Netflix betreibt hunderte Microservices, die über Load Balancer, API-Gateways und Proxies kommunizieren. Bei Ausfällen müssen Teams schnell verstehen, welche anderen Dienste betroffen sind. Ältere Systeme sammelten stundenlang Daten und erstellten dann eine Momentaufnahme. Das hilft bei einem Incident um drei Uhr morgens nicht weiter. Die Lösung: ein Streaming-Ansatz, der Daten kontinuierlich aufnimmt und in Minuten aktualisiert.
Millionen Netzwerkflüsse pro Sekunde aus mehreren Regionen über Kafka-Streams zu verarbeiten, erzeugt Probleme: Kafka-Consumer fallen zurück, Instanzen laufen aus dem Speicher, manche Nodes bekommen hundertmal mehr Traffic, Garbage-Collection-Pausen fressen CPU. Netflix entwickelte eine Architektur mit Backpressure. Ein Mechanismus, bei dem stromabwärts gelegene Stufen signalisieren, dass stromaufwärts langsamer gemacht werden soll. Daten warten in Kafka, bis Kapazität da ist. Das System verlangsamt sich, statt zu crashen. Leicht verzögerte Echtzeitdaten sind besser als stundenalte Batches oder unvollständige Daten.
Die Architektur besteht aus drei physisch getrennten Layern: Network Layer (eBPF Flow Logs), IPC Layer (Application Metrics), Tracing Layer (Distributed Traces). Jede Schicht skaliert unabhängig. Abfragen laufen parallel auf den relevanten Speichern und liefern Ergebnisse in subsekundengenauer Antwortzeit.

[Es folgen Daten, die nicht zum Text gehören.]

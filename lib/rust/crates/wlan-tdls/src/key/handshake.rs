// Copyright 2018 The Fuchsia Authors. All rights reserved.
// Use of this source code is governed by a BSD-style license that can be
// found in the LICENSE file.

use {
    super::{
        mic::{setup_mic_input, teardown_mic_input, SEQ_SETUP_CONFIRM, SEQ_SETUP_RESPONSE},
        tpk::Tpk,
    },
    crate::{
        error::Error,
        frame::Elements,
        ie::{
            rsne::{self, Rsne},
            Ftie, LinkIdentifier, TimeoutInterval, MIC_LEN, NONCE_LEN,
        },
        mac::{Bssid, MacAddr, ReasonCode, StatusCode},
    },
    rand::Rng,
    zerocopy::AsBytes,
};

pub type Nonce = [u8; NONCE_LEN];

pub fn generate_nonce() -> Nonce {
    let mut nonce = [0u8; NONCE_LEN];
    rand::thread_rng().fill(&mut nonce[..]);
    nonce
}

/// RSNE, FTIE and Timeout Interval as carried by the messages of a TPK handshake.
#[derive(Debug, Clone, PartialEq)]
pub struct SecurityElements {
    pub rsne: Vec<u8>,
    pub ftie: Ftie,
    pub timeout_interval: TimeoutInterval,
}

/// Body of the RSNE advertised in TDLS frames.
fn tdls_rsne_body() -> Vec<u8> {
    let rsne = Rsne::tdls();
    let mut body = Vec::with_capacity(rsne.body_len());
    rsne.write_body(&mut body);
    body
}

impl SecurityElements {
    fn new(ftie: Ftie, key_lifetime: u32) -> Self {
        Self {
            rsne: tdls_rsne_body(),
            ftie,
            timeout_interval: TimeoutInterval::key_lifetime(key_lifetime),
        }
    }

    pub fn apply(&self, elements: &mut Elements) {
        elements.rsne = Some(self.rsne.clone());
        elements.ftie = Some(self.ftie.as_bytes().to_vec());
        elements.timeout_interval = Some(self.timeout_interval.as_bytes().to_vec());
    }
}

/// Addressing of a TPK handshake, by role.
#[derive(Debug, Clone, Copy, PartialEq, Eq)]
pub struct HandshakeAddrs {
    pub initiator: MacAddr,
    pub responder: MacAddr,
    pub bssid: Bssid,
}

impl HandshakeAddrs {
    pub fn link_id(&self) -> LinkIdentifier {
        LinkIdentifier { bssid: self.bssid, initiator: self.initiator, responder: self.responder }
    }
}

/// Checks the Link Identifier of a received frame against our BSS.
pub fn validate_link_id(body: Option<&[u8]>, bssid: &Bssid) -> Result<LinkIdentifier, StatusCode> {
    let link_id = body
        .and_then(|body| LinkIdentifier::parse(body).ok())
        .ok_or(StatusCode::NOT_IN_SAME_BSS)?;
    if link_id.bssid != *bssid {
        return Err(StatusCode::NOT_IN_SAME_BSS);
    }
    Ok(link_id)
}

/// Checks the Link Identifier of a received frame against our BSS and the addresses of both
/// stations in their handshake roles.
pub fn validate_link_id_for(
    body: Option<&[u8]>,
    addrs: &HandshakeAddrs,
) -> Result<LinkIdentifier, StatusCode> {
    let link_id = validate_link_id(body, &addrs.bssid)?;
    if link_id.initiator != addrs.initiator || link_id.responder != addrs.responder {
        return Err(StatusCode::NOT_IN_SAME_BSS);
    }
    Ok(link_id)
}

fn validate_timeout_interval(body: Option<&[u8]>) -> Result<TimeoutInterval, StatusCode> {
    match body.and_then(TimeoutInterval::parse) {
        Some(ti) if ti.ti_type == TimeoutInterval::KEY_LIFETIME => Ok(ti),
        _ => Err(StatusCode::UNACCEPTABLE_LIFETIME),
    }
}

fn parse_ftie(body: Option<&[u8]>) -> Result<Ftie, StatusCode> {
    let ftie = body.and_then(Ftie::parse).ok_or(StatusCode::INVALID_FTIE)?;
    if ftie.mic_control != [0; 2] {
        return Err(StatusCode::INVALID_FTIE);
    }
    Ok(ftie)
}

// IEEE Std 802.11-2016, 12.7.8.4.2

/// Security parameters offered by the initiator of a Setup Request.
#[derive(Debug, Clone, PartialEq)]
pub struct Msg1 {
    pub snonce: Nonce,
    pub key_lifetime: u32,
}

pub fn validate_msg1(elements: &Elements) -> Result<Msg1, StatusCode> {
    rsne::validate_tdls_rsne(elements.rsne.as_deref())?;

    let ftie = parse_ftie(elements.ftie.as_deref())?;
    if ftie.mic != [0; MIC_LEN] || ftie.anonce != [0; NONCE_LEN] {
        return Err(StatusCode::INVALID_FTIE);
    }

    // Any lifetime is accepted here. The responder echoes it back.
    let ti = validate_timeout_interval(elements.timeout_interval.as_deref())?;
    Ok(Msg1 { snonce: ftie.snonce, key_lifetime: ti.value.get() })
}

pub fn build_msg1(snonce: &Nonce, key_lifetime: u32) -> SecurityElements {
    SecurityElements::new(Ftie::new([0; NONCE_LEN], *snonce), key_lifetime)
}

/// Builds the security elements of a Setup Response. The TPK is derived by the caller and
/// retained in the entry for confirming message 3.
pub fn build_msg2(
    tpk: &Tpk,
    addrs: &HandshakeAddrs,
    anonce: &Nonce,
    snonce: &Nonce,
    key_lifetime: u32,
) -> Result<SecurityElements, Error> {
    build_with_mic(tpk, addrs, SEQ_SETUP_RESPONSE, anonce, snonce, key_lifetime)
}

pub fn build_msg3(
    tpk: &Tpk,
    addrs: &HandshakeAddrs,
    anonce: &Nonce,
    snonce: &Nonce,
    key_lifetime: u32,
) -> Result<SecurityElements, Error> {
    build_with_mic(tpk, addrs, SEQ_SETUP_CONFIRM, anonce, snonce, key_lifetime)
}

fn build_with_mic(
    tpk: &Tpk,
    addrs: &HandshakeAddrs,
    seq: u8,
    anonce: &Nonce,
    snonce: &Nonce,
    key_lifetime: u32,
) -> Result<SecurityElements, Error> {
    let mut elements = SecurityElements::new(Ftie::new(*anonce, *snonce), key_lifetime);
    elements.ftie.mic = setup_mic_input(
        &addrs.initiator,
        &addrs.responder,
        seq,
        &addrs.link_id(),
        &elements.rsne[..],
        &elements.timeout_interval,
        &elements.ftie,
    )
    .compute(tpk.kck())?;
    Ok(elements)
}

/// Outcome of a verified Setup Response, as seen by the initiator.
#[derive(Debug)]
pub struct Msg2 {
    pub anonce: Nonce,
    pub key_lifetime: u32,
    pub tpk: Tpk,
}

/// Validates message 2 on the initiator. Policy failures surface as `Error::Status`, a bad
/// MIC as `Error::MicMismatch`.
pub fn validate_msg2(
    elements: &Elements,
    addrs: &HandshakeAddrs,
    snonce: &Nonce,
    min_key_lifetime: u32,
) -> Result<Msg2, Error> {
    let rsne_body = elements.rsne.as_deref();
    rsne::validate_tdls_rsne(rsne_body)?;

    let ftie = parse_ftie(elements.ftie.as_deref())?;
    if ftie.snonce != *snonce {
        return Err(StatusCode::INVALID_FTIE.into());
    }

    let ti = validate_timeout_interval(elements.timeout_interval.as_deref())?;
    if ti.value.get() < min_key_lifetime {
        return Err(StatusCode::UNACCEPTABLE_LIFETIME.into());
    }

    let tpk = Tpk::derive(&addrs.initiator, &addrs.responder, &ftie.anonce, snonce, &addrs.bssid)?;
    setup_mic_input(
        &addrs.initiator,
        &addrs.responder,
        SEQ_SETUP_RESPONSE,
        &addrs.link_id(),
        rsne_body.unwrap_or(&[]),
        &ti,
        &ftie,
    )
    .verify(tpk.kck(), &ftie.mic[..])?;

    Ok(Msg2 { anonce: ftie.anonce, key_lifetime: ti.value.get(), tpk })
}

/// Validates message 3 on the responder against the TPK derived when message 2 was sent.
pub fn validate_msg3(
    elements: &Elements,
    addrs: &HandshakeAddrs,
    tpk: &Tpk,
    anonce: &Nonce,
    snonce: &Nonce,
    key_lifetime: u32,
) -> Result<(), Error> {
    let rsne_body = elements.rsne.as_deref();
    rsne::validate_tdls_rsne(rsne_body)?;

    let ftie = parse_ftie(elements.ftie.as_deref())?;
    if ftie.snonce != *snonce || ftie.anonce != *anonce {
        return Err(StatusCode::INVALID_FTIE.into());
    }

    let ti = validate_timeout_interval(elements.timeout_interval.as_deref())?;
    if ti.value.get() < key_lifetime {
        return Err(StatusCode::UNACCEPTABLE_LIFETIME.into());
    }

    setup_mic_input(
        &addrs.initiator,
        &addrs.responder,
        SEQ_SETUP_CONFIRM,
        &addrs.link_id(),
        rsne_body.unwrap_or(&[]),
        &ti,
        &ftie,
    )
    .verify(tpk.kck(), &ftie.mic[..])
}

// IEEE Std 802.11-2016, 12.7.8.5.4
pub fn build_teardown_ftie(
    tpk: &Tpk,
    link_id: &LinkIdentifier,
    reason: ReasonCode,
    token: u8,
    anonce: &Nonce,
    snonce: &Nonce,
) -> Result<Ftie, Error> {
    let mut ftie = Ftie::new(*anonce, *snonce);
    ftie.mic = teardown_mic_input(link_id, reason, token, &ftie).compute(tpk.kck())?;
    Ok(ftie)
}

pub fn verify_teardown(
    elements: &Elements,
    tpk: &Tpk,
    link_id: &LinkIdentifier,
    reason: ReasonCode,
    token: u8,
) -> Result<(), Error> {
    let ftie = parse_ftie(elements.ftie.as_deref())?;
    teardown_mic_input(link_id, reason, token, &ftie).verify(tpk.kck(), &ftie.mic[..])
}

#[cfg(test)]
mod tests {
    use {super::*, assert_matches::assert_matches, test_case::test_case};

    const BSSID: Bssid = Bssid([0x0b; 6]);
    const MAC_I: MacAddr = [0x02, 0, 0, 0, 1, 0];
    const MAC_R: MacAddr = [0x02, 0, 0, 0, 2, 0];
    const ANONCE: Nonce = [0xa1; NONCE_LEN];
    const SNONCE: Nonce = [0x51; NONCE_LEN];
    const LIFETIME: u32 = 3600;

    fn addrs() -> HandshakeAddrs {
        HandshakeAddrs { initiator: MAC_I, responder: MAC_R, bssid: BSSID }
    }

    fn tpk() -> Tpk {
        Tpk::derive(&MAC_R, &MAC_I, &ANONCE, &SNONCE, &BSSID).expect("derive tpk")
    }

    fn to_elements(security: &SecurityElements) -> Elements {
        let mut elements = Elements::default();
        security.apply(&mut elements);
        elements
    }

    fn msg2_elements() -> Elements {
        to_elements(&build_msg2(&tpk(), &addrs(), &ANONCE, &SNONCE, LIFETIME).expect("msg2"))
    }

    fn msg3_elements() -> Elements {
        to_elements(&build_msg3(&tpk(), &addrs(), &ANONCE, &SNONCE, LIFETIME).expect("msg3"))
    }

    #[test]
    fn msg1_accepted() {
        let elements = to_elements(&build_msg1(&SNONCE, 7200));
        assert_eq!(validate_msg1(&elements), Ok(Msg1 { snonce: SNONCE, key_lifetime: 7200 }));
    }

    #[test]
    fn msg1_accepts_short_lifetime() {
        let elements = to_elements(&build_msg1(&SNONCE, 10));
        assert_matches!(validate_msg1(&elements), Ok(Msg1 { key_lifetime: 10, .. }));
    }

    #[test]
    fn msg1_empty_rsne() {
        let mut elements = to_elements(&build_msg1(&SNONCE, LIFETIME));
        elements.rsne = Some(vec![]);
        assert_eq!(validate_msg1(&elements), Err(StatusCode::INVALID_ELEMENT));
    }

    #[test]
    fn msg1_checks_rsne_before_ftie() {
        let mut elements = to_elements(&build_msg1(&SNONCE, LIFETIME));
        elements.rsne = None;
        elements.ftie = None;
        assert_eq!(validate_msg1(&elements), Err(StatusCode::INVALID_ELEMENT));
    }

    #[test_case(0; "mic control")]
    #[test_case(2; "mic")]
    #[test_case(18; "anonce")]
    fn msg1_ftie_must_be_zeroed(offset: usize) {
        let mut elements = to_elements(&build_msg1(&SNONCE, LIFETIME));
        if let Some(ftie) = elements.ftie.as_mut() {
            ftie[offset] = 1;
        }
        assert_eq!(validate_msg1(&elements), Err(StatusCode::INVALID_FTIE));
    }

    #[test]
    fn msg1_ftie_wrong_length() {
        let mut elements = to_elements(&build_msg1(&SNONCE, LIFETIME));
        if let Some(ftie) = elements.ftie.as_mut() {
            ftie.push(0);
        }
        assert_eq!(validate_msg1(&elements), Err(StatusCode::INVALID_FTIE));
    }

    #[test_case(vec![2, 0x10, 0x0e, 0]; "short")]
    #[test_case(vec![1, 0x10, 0x0e, 0, 0]; "reassociation deadline type")]
    fn msg1_bad_timeout_interval(ti: Vec<u8>) {
        let mut elements = to_elements(&build_msg1(&SNONCE, LIFETIME));
        elements.timeout_interval = Some(ti);
        assert_eq!(validate_msg1(&elements), Err(StatusCode::UNACCEPTABLE_LIFETIME));
    }

    #[test]
    fn msg2_accepted() {
        let msg2 = validate_msg2(&msg2_elements(), &addrs(), &SNONCE, LIFETIME).expect("msg2");
        assert_eq!(msg2.anonce, ANONCE);
        assert_eq!(msg2.key_lifetime, LIFETIME);
        assert_eq!(msg2.tpk, tpk());
    }

    #[test]
    fn msg2_snonce_not_echoed() {
        let result = validate_msg2(&msg2_elements(), &addrs(), &[0x52; NONCE_LEN], LIFETIME);
        assert_matches!(result, Err(Error::Status(StatusCode::INVALID_FTIE)));
    }

    #[test]
    fn msg2_lifetime_too_short() {
        let elements =
            to_elements(&build_msg2(&tpk(), &addrs(), &ANONCE, &SNONCE, 60).expect("msg2"));
        let result = validate_msg2(&elements, &addrs(), &SNONCE, LIFETIME);
        assert_matches!(result, Err(Error::Status(StatusCode::UNACCEPTABLE_LIFETIME)));
    }

    #[test]
    fn msg2_tampered_mic() {
        let mut elements = msg2_elements();
        if let Some(ftie) = elements.ftie.as_mut() {
            ftie[2] ^= 0x01;
        }
        let result = validate_msg2(&elements, &addrs(), &SNONCE, LIFETIME);
        assert_matches!(result, Err(Error::MicMismatch));
    }

    #[test]
    fn msg2_with_swapped_roles_fails_mic() {
        let swapped = HandshakeAddrs { initiator: MAC_R, responder: MAC_I, bssid: BSSID };
        let result = validate_msg2(&msg2_elements(), &swapped, &SNONCE, LIFETIME);
        assert_matches!(result, Err(Error::MicMismatch));
    }

    #[test]
    fn msg3_accepted() {
        assert_eq!(
            validate_msg3(&msg3_elements(), &addrs(), &tpk(), &ANONCE, &SNONCE, LIFETIME),
            Ok(())
        );
    }

    #[test]
    fn msg3_anonce_not_echoed() {
        let result =
            validate_msg3(&msg3_elements(), &addrs(), &tpk(), &[0; NONCE_LEN], &SNONCE, LIFETIME);
        assert_eq!(result, Err(Error::Status(StatusCode::INVALID_FTIE)));
    }

    #[test]
    fn msg3_lifetime_below_negotiated() {
        let result =
            validate_msg3(&msg3_elements(), &addrs(), &tpk(), &ANONCE, &SNONCE, LIFETIME + 1);
        assert_eq!(result, Err(Error::Status(StatusCode::UNACCEPTABLE_LIFETIME)));
    }

    #[test]
    fn msg3_rejects_msg2_mic() {
        // A confirm carrying the MIC computed for sequence number 2.
        let result = validate_msg3(&msg2_elements(), &addrs(), &tpk(), &ANONCE, &SNONCE, LIFETIME);
        assert_eq!(result, Err(Error::MicMismatch));
    }

    #[test]
    fn link_id_checks() {
        let link_id = addrs().link_id();
        assert_eq!(validate_link_id(Some(link_id.as_bytes()), &BSSID), Ok(link_id));
        assert_eq!(
            validate_link_id(Some(link_id.as_bytes()), &Bssid([1; 6])),
            Err(StatusCode::NOT_IN_SAME_BSS)
        );
        assert_eq!(
            validate_link_id(Some(&link_id.as_bytes()[..17]), &BSSID),
            Err(StatusCode::NOT_IN_SAME_BSS)
        );
        assert_eq!(validate_link_id(None, &BSSID), Err(StatusCode::NOT_IN_SAME_BSS));
    }

    #[test]
    fn link_id_roles_checked() {
        let link_id = addrs().link_id();
        assert_eq!(validate_link_id_for(Some(link_id.as_bytes()), &addrs()), Ok(link_id));

        let swapped = HandshakeAddrs { initiator: MAC_R, responder: MAC_I, bssid: BSSID };
        assert_eq!(
            validate_link_id_for(Some(link_id.as_bytes()), &swapped),
            Err(StatusCode::NOT_IN_SAME_BSS)
        );
        let other = LinkIdentifier { responder: [0x02, 0, 0, 0, 3, 0], ..link_id };
        assert_eq!(
            validate_link_id_for(Some(other.as_bytes()), &addrs()),
            Err(StatusCode::NOT_IN_SAME_BSS)
        );
    }

    #[test]
    fn teardown_mic() {
        let link_id = addrs().link_id();
        let reason = ReasonCode::TDLS_UNSPECIFIED_REASON;
        let ftie = build_teardown_ftie(&tpk(), &link_id, reason, 5, &ANONCE, &SNONCE)
            .expect("teardown ftie");
        let elements = Elements { ftie: Some(ftie.as_bytes().to_vec()), ..Default::default() };
        assert_eq!(verify_teardown(&elements, &tpk(), &link_id, reason, 5), Ok(()));
        assert_eq!(
            verify_teardown(&elements, &tpk(), &link_id, reason, 6),
            Err(Error::MicMismatch)
        );
        assert_eq!(
            verify_teardown(&elements, &tpk(), &link_id, ReasonCode::TDLS_PEER_UNREACHABLE, 5),
            Err(Error::MicMismatch)
        );
    }

    #[test]
    fn nonces_differ() {
        assert_ne!(generate_nonce(), generate_nonce());
    }
}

Der Network Layer nutzt eine dreistufige verteilte Aggregationspipeline. Netzwerk-Flow-Logs zeigen nur einzelne Hops – App A schickt an Load Balancer, Load Balancer an App B. Ingenieure brauchen die logische Abhängigkeit App A → App B. Die Pipeline löst das in drei Schritten:
Stufe 1: Initiale Aggregation – konsumiert Flow Logs aus Multi-Region Kafka, filtert ungültige Records, bündelt sie in 5-Minuten-Fenstern, verteilt per konsistentem Hashing auf Stufe 2.
Stufe 2: Auflösung der Netzwerk-Intermediäre – gruppiert Aggregatoren nach Intermediär (z.B. Load Balancer ID), führt Join durch, erstellt direkte Kanten (Quelle → Ziel), redistribuiert aufgelöste Kanten per konsistentem Hashing an Stufe 3.
Stufe 3: Finale Aggregation und Anreicherung – aggregiert Kanten über Zeitfenster, reichert Knoten mit externen Daten an (Anwendungsstatus, Ownership, Metadaten), schreibt Graph-Entities kontrolliert in die Graphdatenbank mit Throttling.
Ein reiner Zwei-Stufen-Ansatz scheiterte in der Produktion: Datenlokalität – Flows liegen auf unterschiedlichen Kafka-Partitionen, Stufe 2 muss einen Shuffle für den Join durchführen. Eine separate Stufe dafür ist nötig. Die Dreiteilung erlaubt unabhängige Skalierung jeder Stufe.
Produktionserfahrung: Manche Load Balancer hatten hundertfach höheres Traffic-Volumen – heiße Partitionen. Adaptive Partitionszahl und konsistentes Hashing verteilten die Last gleichmäßiger. SSE-Verbindungen zwischen Stufen wurden durch reaktive Streams mit begrenzten Puffern und expliziten Slow-Down-Signalen ersetzt.
Lektionen: Backpressure ist grundlegend für jedes Streaming-System. Physische Trennung nach Datenquelle ermöglicht unabhängige Optimierung. Die Anzahl der Verarbeitungsstufen hängt von der Datenverteilung ab. Leicht verzögerte Echtzeitdaten sind oft besser als perfekte Batches.
Netflix zeigt, wie Millionen Events pro Sekunde verarbeitet werden können: klare Architektur mit Backpressure, durchdachte Aufteilung der Schritte, Akzeptanz, dass Perfektion in Echtzeit unmöglich ist – eine gute Näherung reicht aus, um Incidents schneller zu beheben.